Braindead really has to be seen to be believed. Jackson delights in soaking quaint, ‘50s Wellington in literally gallons of blood, parading before the viewer and endless string of grotesqueries, gross-outs, and gore-gags. It’s one for the books. Jackson has promised a 4K restoration in the not-too-distant future, so there’s something to look forward to.

Black Sheep (2006)

Another entry from the Land of the Long White Cloud, director Jonathan King’s zombie comedy pits good brother Henry (Nathan Meister) against bad brother Angus (Peter Freeney) over the fate of the family sheep farm. The problem is, Angus has been experimenting on the livestock, turning the docile wool-bearers into flesh-hungry monsters – a bit of a problem for Henry, who is scared of regular sheep, let alone wooly zombies. Carnage ensues.

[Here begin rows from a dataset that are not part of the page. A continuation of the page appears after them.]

//! easystream-viewer - Main entry point
//!
//! Command-line viewer for Easy Stream: list and inspect broadcasts, unlock
//! private ones, and watch them over WebRTC.

mod args;

use args::{Args, Command, ProofArgs};
use clap::Parser;
use log::{debug, error, info, warn};
use std::sync::Arc;
use std::time::Duration;
use tokio::signal;

use easystream_viewer::api::types::{Stream, StreamView, StreamViewList};
use easystream_viewer::api::{ApiClient, ListQuery, OperatorSession};
use easystream_viewer::auth::{AccessToken, AccessTokenStore, AuthorizationResolver, StreamId};
use easystream_viewer::config::Config;
use easystream_viewer::playback::signaling::endpoint_for;
use easystream_viewer::playback::{NegotiationSession, PlaybackStatus, TransportFactory};
use easystream_viewer::streams::VisibilityGate;

type BoxError = Box<dyn std::error::Error>;

struct Context {
    config: Config,
    api: ApiClient,
    gate: Arc<VisibilityGate>,
    resolver: AuthorizationResolver,
}

#[tokio::main]
async fn main() -> Result<(), BoxError> {
    // Parse command line arguments
    let args = Args::parse();

    // Config is read before logging starts so its level can seed the filter
    let loaded = args.load_config();
    let config_level = loaded
        .as_ref()
        .map(|cfg| cfg.logging.level.clone())
        .unwrap_or_else(|_| "info".to_string());

    // Initialize logging with noise filtering for third-party WebRTC crates
    let log_level = if args.verbose { "debug".to_string() } else { config_level };
    env_logger::Builder::new()
        .parse_filters(&std::env::var("EASYSTREAM_LOG").unwrap_or(log_level))
        .filter_module("webrtc_ice", log::LevelFilter::Error)
        .filter_module("webrtc_dtls", log::LevelFilter::Error)
        .filter_module("webrtc_mdns", log::LevelFilter::Error)
        .init();

    info!("easystream-viewer v{}", env!("CARGO_PKG_VERSION"));

    let mut config = match loaded {
        Ok(cfg) => {
            debug!("Loaded configuration from {:?}", args.config);
            cfg
        }
        Err(e) => {
            warn!("Failed to load config: {}, using defaults", e);
            Config::default()
        }
    };

    if let Some(ref url) = args.api_url {
        info!("Overriding API base URL to {}", url);
        config.api.base_url = url.clone();
    }
    if let Some(mode) = args.mode {
        config.playback.mode = mode;
    }

    // Validate configuration
    if let Err(e) = config.validate() {
        error!("Invalid configuration: {}", e);
        return Err(e);
    }

    let mut api = ApiClient::new(&config.api)?;
    if let Some(ref bearer) = args.operator_token {
        info!("Operator session enabled");
        api = api.with_operator(OperatorSession::new(bearer.clone()));
    }

    let store = AccessTokenStore::new();
    let gate = Arc::new(VisibilityGate::new(api.clone(), store.clone()));
    let resolver = AuthorizationResolver::new(api.clone(), store).with_gate(gate.clone());
    let ctx = Context {
        config,
        api,
        gate,
        resolver,
    };

    match args.command {
        Command::List {
            status,
            visibility,
            page,
            page_size,
            all,
            follow,
            proof,
        } => {
            authorize(&ctx, &proof).await?;
            if all {
                let query = ListQuery {
                    status,
                    visibility,
                    page,
                    page_size,
                };
                let list = ctx.gate.operator_list(&query).await?;
                println!("{} streams", list.total);
                for stream in &list.streams {
                    print_record(stream);
                }
            } else {
                let mut listing = ctx.gate.subscribe();
                let list = ctx.gate.list(args::list_query(status, visibility, page, page_size)).await?;
                print_listing(&list);
                if follow {
                    listing.borrow_and_update();
                    let _poll = ctx.gate.poll(Duration::from_millis(ctx.config.api.list_refresh_ms));
                    loop {
                        tokio::select! {
                            _ = signal::ctrl_c() => break,
                            changed = listing.changed() => {
                                if changed.is_err() {
                                    break;
                                }
                                if let Some(list) = listing.borrow_and_update().clone() {
                                    print_listing(&list);
                                }
                            }
                        }
                    }
                }
            }
        }
        Command::Show { stream, follow, proof } => {
            authorize(&ctx, &proof).await?;
            match stream {
                StreamId::Id(id) => print_view(&ctx.gate.detail(id).await?),
                StreamId::Key(ref key) if ctx.api.has_operator() => {
                    print_record(&ctx.gate.operator_detail(key).await?)
                }
                StreamId::Key(ref key) => print_view(&ctx.gate.detail_by_key(key).await?),
            }
            if follow {
                let StreamId::Id(id) = stream else {
                    return Err("--follow needs a numeric stream id".into());
                };
                let every = Duration::from_millis(ctx.config.api.detail_refresh_ms);
                let (_poll, mut detail) = ctx.gate.follow_detail(id, every);
                loop {
                    tokio::select! {
                        _ = signal::ctrl_c() => break,
                        changed = detail.changed() => {
                            if changed.is_err() {
                                break;
                            }
                            if let Some(view) = detail.borrow_and_update().clone() {
                                print_view(&view);
                            }
                        }
                    }
                }
            }
        }
        Command::Verify { proof } => {
            if proof.is_empty() {
                return Err("verify needs --password/--stream-key, --share-code, --share-link or --landing-url".into());
            }
            match authorize(&ctx, &proof).await? {
                Some(token) => {
                    println!("stream:  {}", token.stream_id());
                    println!("token:   {}", token.token());
                    if let Some(expires_at) = token.expires_at() {
                        println!("expires: {}", expires_at.to_rfc3339());
                    }
                }
                None => println!("link carried no credential"),
            }
        }
        Command::Watch {
            stream,
            proof,
            duration,
            retries,
        } => {
            let granted = authorize(&ctx, &proof).await?;
            let token = playback_token(granted, &stream, ctx.resolver.store());
            watch(&ctx, stream, token, duration.map(Duration::from_secs), retries).await?;
        }
    }

    Ok(())
}

/// Apply the credential given on the command line, if any
async fn authorize(ctx: &Context, proof: &ProofArgs) -> Result<Option<AccessToken>, BoxError> {
    if let Some(ref url) = proof.landing_url {
        return Ok(ctx.resolver.resolve_landing(url).await?);
    }
    match proof.proof() {
        Some(proof) => {
            let token = ctx.resolver.verify(proof).await?;
            info!("Access granted to stream {} ({})", token.stream_id(), token.redacted());
            Ok(Some(token))
        }
        None => Ok(None),
    }
}

/// Token to negotiate `stream` with. A grant for another stream is never sent.
fn playback_token(
    granted: Option<AccessToken>,
    stream: &StreamId,
    store: &AccessTokenStore,
) -> Option<AccessToken> {
    match granted {
        Some(token) if token.stream_id() == stream => Some(token),
        Some(token) => {
            warn!("Credential unlocked stream {}, not {}", token.stream_id(), stream);
            store.get(stream)
        }
        None => store.get(stream),
    }
}

#[cfg(feature = "webrtc-transport")]
fn transport_factory(config: &Config) -> Result<Arc<easystream_viewer::playback::rtc::RtcTransportFactory>, BoxError> {
    Ok(Arc::new(easystream_viewer::playback::rtc::RtcTransportFactory::new(
        config.playback.ice_servers.clone(),
    )))
}

#[cfg(not(feature = "webrtc-transport"))]
fn transport_factory(_config: &Config) -> Result<Arc<dyn TransportFactory>, BoxError> {
    Err("built without the webrtc-transport feature".into())
}

async fn watch(
    ctx: &Context,
    stream: StreamId,
    token: Option<AccessToken>,
    duration: Option<Duration>,
    mut retries: u32,
) -> Result<(), BoxError> {
    let factory = transport_factory(&ctx.config)?;
    let signaling = endpoint_for(
        ctx.config.playback.mode,
        &ctx.api,
        &ctx.config.edge,
        &stream,
        token,
    )?;
    let session = NegotiationSession::new(
        stream,
        factory.clone() as Arc<dyn TransportFactory>,
        Arc::from(signaling),
        &ctx.config.playback,
    );
    let mut status_rx = session.subscribe();

    if !ctx.config.playback.autoplay {
        println!("Press Enter to start playback");
        let mut line = String::new();
        let mut stdin = tokio::io::BufReader::new(tokio::io::stdin());
        tokio::io::AsyncBufReadExt::read_line(&mut stdin, &mut line).await?;
    }

    session.start().await;
    println!("status: {}", session.status());

    let deadline = async {
        match duration {
            Some(d) => tokio::time::sleep(d).await,
            None => std::future::pending::<()>().await,
        }
    };
    tokio::pin!(deadline);

    let outcome = loop {
        if session.status() == PlaybackStatus::Error {
            let cause = session.last_error().map(|e| e.to_string()).unwrap_or_default();
            if retries == 0 {
                break Err(cause);
            }
            retries -= 1;
            warn!("Playback error: {}; retrying ({} left)", cause, retries);
            session.retry().await;
            println!("status: {}", session.status());
            continue;
        }

        tokio::select! {
            _ = signal::ctrl_c() => {
                info!("Interrupted");
                break Ok(());
            }
            _ = &mut deadline => {
                info!("Watch duration elapsed");
                break Ok(());
            }
            changed = status_rx.changed() => {
                if changed.is_err() {
                    break Ok(());
                }
                let status = *status_rx.borrow_and_update();
                println!("status: {}", status);
            }
        }
    };

    session.stop();
    report_packets(&factory);
    outcome.map_err(|cause| format!("playback failed: {}", cause).into())
}

#[cfg(feature = "webrtc-transport")]
fn report_packets(factory: &easystream_viewer::playback::rtc::RtcTransportFactory) {
    println!("rtp packets received: {}", factory.packets_received());
}

#[cfg(not(feature = "webrtc-transport"))]
fn report_packets(_factory: &Arc<dyn TransportFactory>) {}

fn print_listing(list: &StreamViewList) {
    println!("{} streams", list.total);
    for view in &list.streams {
        print_view(view);
    }
}

fn print_view(view: &StreamView) {
    println!(
        "{:>6}  {:<8} {:<8} {:>5} viewers  {}",
        view.id,
        view.status.as_str(),
        view.visibility.as_str(),
        view.current_viewers,
        view.name
    );
}

fn print_record(stream: &Stream) {
    print_view(&stream.view);
    println!("        key: {}", stream.stream_key);
    if let Some(ref code) = stream.share_code {
        let state = if stream.share_code_exhausted() { "exhausted" } else { "active" };
        println!(
            "        share code: {} ({}, {}/{} uses)",
            code,
            state,
            stream.share_code_used_count.unwrap_or(0),
            stream.share_code_max_uses.unwrap_or(0)
        );
    }
}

Black Sheep plays its premise completely straight, which is a big part of its charm. Too much winking at the camera and the whole thing would fall apart. As it stands, its po-faced attitude to its inspired lunacy makes it all the more hilarious – even when the were-sheep show up.

Fido (2006)

Imagine a Lassie movie but with a zombie instead of a dog, and you’re on the right track.

This Canadian curio takes place well after the zombie apocalypse, in a walled community right out of the ‘50s (with shades of Fallout’s retro-futurism). The twist is that, with the addition of a control collar, the undead can be used as indentured servants, and when young Timmy Robinson’s (K’Sun Ray) parents (Carrie-Ann Moss and Dylan Baker) get a zombie (Billy Connolly) to help around the house, Timmy and the shambling corpse soon become fast friends. Of course, things get gruesome when Fido’s collar malfunctions…

Fido isn’t quite deft enough to know what it’s about – at a glance it feels like a comment on race relations and chattel slavery until your realise how awful the implications of that are – but neat worldbuilding, an ironically bright visual aesthetic and winning performances carry the day.